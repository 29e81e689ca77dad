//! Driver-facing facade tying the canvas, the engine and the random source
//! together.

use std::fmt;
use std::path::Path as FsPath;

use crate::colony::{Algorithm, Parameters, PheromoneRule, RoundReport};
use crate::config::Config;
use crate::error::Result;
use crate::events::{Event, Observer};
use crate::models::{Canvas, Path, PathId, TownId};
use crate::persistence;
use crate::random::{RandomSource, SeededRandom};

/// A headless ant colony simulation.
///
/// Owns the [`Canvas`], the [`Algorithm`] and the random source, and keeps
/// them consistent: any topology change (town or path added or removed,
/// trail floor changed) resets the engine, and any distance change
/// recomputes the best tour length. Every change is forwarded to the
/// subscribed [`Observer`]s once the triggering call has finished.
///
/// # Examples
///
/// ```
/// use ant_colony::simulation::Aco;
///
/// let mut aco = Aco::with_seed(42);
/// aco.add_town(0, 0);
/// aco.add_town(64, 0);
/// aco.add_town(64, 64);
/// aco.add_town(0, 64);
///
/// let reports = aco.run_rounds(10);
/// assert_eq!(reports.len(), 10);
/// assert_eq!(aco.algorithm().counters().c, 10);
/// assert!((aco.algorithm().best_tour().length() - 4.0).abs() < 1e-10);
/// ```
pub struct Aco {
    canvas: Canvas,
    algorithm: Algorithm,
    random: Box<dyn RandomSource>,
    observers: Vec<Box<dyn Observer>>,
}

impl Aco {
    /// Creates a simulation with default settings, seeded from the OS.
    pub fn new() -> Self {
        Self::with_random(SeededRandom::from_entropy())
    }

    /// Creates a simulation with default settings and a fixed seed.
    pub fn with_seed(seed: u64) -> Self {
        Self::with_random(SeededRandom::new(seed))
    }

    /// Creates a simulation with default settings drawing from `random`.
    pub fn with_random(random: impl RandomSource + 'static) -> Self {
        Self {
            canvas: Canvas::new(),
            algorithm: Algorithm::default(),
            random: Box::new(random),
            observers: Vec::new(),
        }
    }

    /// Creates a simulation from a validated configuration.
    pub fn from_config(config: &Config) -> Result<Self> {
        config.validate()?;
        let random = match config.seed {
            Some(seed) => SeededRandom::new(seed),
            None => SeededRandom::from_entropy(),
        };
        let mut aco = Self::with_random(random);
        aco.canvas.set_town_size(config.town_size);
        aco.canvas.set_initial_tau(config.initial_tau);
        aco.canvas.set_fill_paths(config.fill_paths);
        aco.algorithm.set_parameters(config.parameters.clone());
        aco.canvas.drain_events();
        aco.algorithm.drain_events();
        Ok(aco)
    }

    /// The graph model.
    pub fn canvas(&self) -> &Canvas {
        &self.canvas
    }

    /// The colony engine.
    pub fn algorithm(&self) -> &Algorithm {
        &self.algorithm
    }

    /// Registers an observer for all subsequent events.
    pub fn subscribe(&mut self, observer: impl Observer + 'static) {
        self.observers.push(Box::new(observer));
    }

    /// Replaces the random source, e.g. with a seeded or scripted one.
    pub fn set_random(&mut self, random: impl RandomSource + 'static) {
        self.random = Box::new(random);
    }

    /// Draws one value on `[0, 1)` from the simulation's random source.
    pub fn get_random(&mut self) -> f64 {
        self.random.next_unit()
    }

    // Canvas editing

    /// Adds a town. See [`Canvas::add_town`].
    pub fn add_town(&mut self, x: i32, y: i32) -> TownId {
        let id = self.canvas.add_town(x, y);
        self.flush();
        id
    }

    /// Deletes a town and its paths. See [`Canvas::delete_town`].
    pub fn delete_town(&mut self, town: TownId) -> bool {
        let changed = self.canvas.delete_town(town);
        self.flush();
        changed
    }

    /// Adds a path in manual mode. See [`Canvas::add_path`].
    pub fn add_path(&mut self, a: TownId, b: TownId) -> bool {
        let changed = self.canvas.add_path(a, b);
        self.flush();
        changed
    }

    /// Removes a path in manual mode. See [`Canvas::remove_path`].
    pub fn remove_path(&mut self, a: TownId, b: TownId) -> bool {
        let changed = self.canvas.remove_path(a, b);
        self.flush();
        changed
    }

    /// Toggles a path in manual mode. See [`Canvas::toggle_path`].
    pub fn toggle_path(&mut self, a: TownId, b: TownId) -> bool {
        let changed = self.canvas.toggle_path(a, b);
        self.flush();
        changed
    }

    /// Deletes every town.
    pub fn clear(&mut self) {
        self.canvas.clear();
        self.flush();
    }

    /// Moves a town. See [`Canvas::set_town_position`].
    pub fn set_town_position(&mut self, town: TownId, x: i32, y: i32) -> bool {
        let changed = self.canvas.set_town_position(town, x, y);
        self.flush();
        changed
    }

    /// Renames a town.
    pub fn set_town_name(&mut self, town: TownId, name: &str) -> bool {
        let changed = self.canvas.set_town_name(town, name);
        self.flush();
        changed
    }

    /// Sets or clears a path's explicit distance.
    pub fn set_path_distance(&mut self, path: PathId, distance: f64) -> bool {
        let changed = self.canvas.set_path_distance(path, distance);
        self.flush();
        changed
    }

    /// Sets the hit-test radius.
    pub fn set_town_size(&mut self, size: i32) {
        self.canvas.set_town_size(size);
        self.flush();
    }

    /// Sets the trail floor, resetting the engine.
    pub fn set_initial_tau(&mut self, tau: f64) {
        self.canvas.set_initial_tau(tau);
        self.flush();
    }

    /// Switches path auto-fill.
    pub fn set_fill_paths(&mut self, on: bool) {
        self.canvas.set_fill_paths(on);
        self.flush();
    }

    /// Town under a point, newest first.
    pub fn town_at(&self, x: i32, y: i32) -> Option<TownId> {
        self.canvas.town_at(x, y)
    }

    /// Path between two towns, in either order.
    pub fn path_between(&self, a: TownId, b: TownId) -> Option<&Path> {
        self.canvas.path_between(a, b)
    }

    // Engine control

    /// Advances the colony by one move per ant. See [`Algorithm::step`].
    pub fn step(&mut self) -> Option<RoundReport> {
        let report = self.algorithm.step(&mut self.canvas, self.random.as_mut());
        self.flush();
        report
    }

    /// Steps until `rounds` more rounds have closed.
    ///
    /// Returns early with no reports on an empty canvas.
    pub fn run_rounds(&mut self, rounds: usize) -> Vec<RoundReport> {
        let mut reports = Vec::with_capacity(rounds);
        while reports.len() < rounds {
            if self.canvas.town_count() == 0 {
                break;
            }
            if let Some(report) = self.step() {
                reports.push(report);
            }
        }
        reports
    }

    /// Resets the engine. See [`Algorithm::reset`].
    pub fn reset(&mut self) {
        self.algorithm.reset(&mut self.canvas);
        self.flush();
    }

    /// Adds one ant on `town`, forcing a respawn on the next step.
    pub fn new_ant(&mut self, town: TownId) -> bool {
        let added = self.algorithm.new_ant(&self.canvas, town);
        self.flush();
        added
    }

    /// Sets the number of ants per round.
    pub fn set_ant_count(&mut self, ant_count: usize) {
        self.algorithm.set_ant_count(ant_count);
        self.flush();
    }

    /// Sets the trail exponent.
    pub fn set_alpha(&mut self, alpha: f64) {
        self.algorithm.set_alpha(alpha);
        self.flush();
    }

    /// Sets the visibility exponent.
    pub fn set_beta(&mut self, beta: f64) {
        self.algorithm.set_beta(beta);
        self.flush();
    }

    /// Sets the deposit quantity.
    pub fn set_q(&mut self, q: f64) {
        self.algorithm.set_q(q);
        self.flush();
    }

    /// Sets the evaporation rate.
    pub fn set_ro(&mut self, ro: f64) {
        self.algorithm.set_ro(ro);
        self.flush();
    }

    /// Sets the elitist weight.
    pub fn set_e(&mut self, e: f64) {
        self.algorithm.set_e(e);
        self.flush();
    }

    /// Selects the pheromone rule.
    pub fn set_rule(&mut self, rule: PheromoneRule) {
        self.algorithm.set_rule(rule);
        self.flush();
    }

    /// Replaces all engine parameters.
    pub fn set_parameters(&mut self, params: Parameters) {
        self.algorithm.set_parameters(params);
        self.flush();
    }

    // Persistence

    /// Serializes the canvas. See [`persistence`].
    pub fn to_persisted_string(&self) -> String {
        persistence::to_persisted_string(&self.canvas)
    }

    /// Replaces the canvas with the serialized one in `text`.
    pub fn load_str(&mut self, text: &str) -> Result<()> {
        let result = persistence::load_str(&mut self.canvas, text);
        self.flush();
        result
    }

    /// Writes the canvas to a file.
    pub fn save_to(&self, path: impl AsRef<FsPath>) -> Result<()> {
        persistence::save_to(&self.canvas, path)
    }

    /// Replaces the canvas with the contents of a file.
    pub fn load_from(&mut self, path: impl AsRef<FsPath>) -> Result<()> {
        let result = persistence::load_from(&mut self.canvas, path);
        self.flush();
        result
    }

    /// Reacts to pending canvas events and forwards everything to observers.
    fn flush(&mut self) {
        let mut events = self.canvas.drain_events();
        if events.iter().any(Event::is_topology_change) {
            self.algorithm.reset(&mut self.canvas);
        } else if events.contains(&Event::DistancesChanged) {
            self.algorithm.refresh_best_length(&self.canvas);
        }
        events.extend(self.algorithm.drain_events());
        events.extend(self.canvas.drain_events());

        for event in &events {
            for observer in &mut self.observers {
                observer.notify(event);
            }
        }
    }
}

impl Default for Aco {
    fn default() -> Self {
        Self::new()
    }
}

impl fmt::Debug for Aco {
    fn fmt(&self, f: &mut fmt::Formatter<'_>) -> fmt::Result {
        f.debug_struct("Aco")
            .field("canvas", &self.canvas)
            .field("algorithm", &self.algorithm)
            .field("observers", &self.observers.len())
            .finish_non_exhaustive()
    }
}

§ **The task**: Copy every line from the records above that contains the string "bool".

§ **Exercise response**:
    pub fn delete_town(&mut self, town: TownId) -> bool {
    pub fn add_path(&mut self, a: TownId, b: TownId) -> bool {
    pub fn remove_path(&mut self, a: TownId, b: TownId) -> bool {
    pub fn toggle_path(&mut self, a: TownId, b: TownId) -> bool {
    pub fn set_town_position(&mut self, town: TownId, x: i32, y: i32) -> bool {
    pub fn set_town_name(&mut self, town: TownId, name: &str) -> bool {
    pub fn set_path_distance(&mut self, path: PathId, distance: f64) -> bool {
    pub fn set_fill_paths(&mut self, on: bool) {
    pub fn new_ant(&mut self, town: TownId) -> bool {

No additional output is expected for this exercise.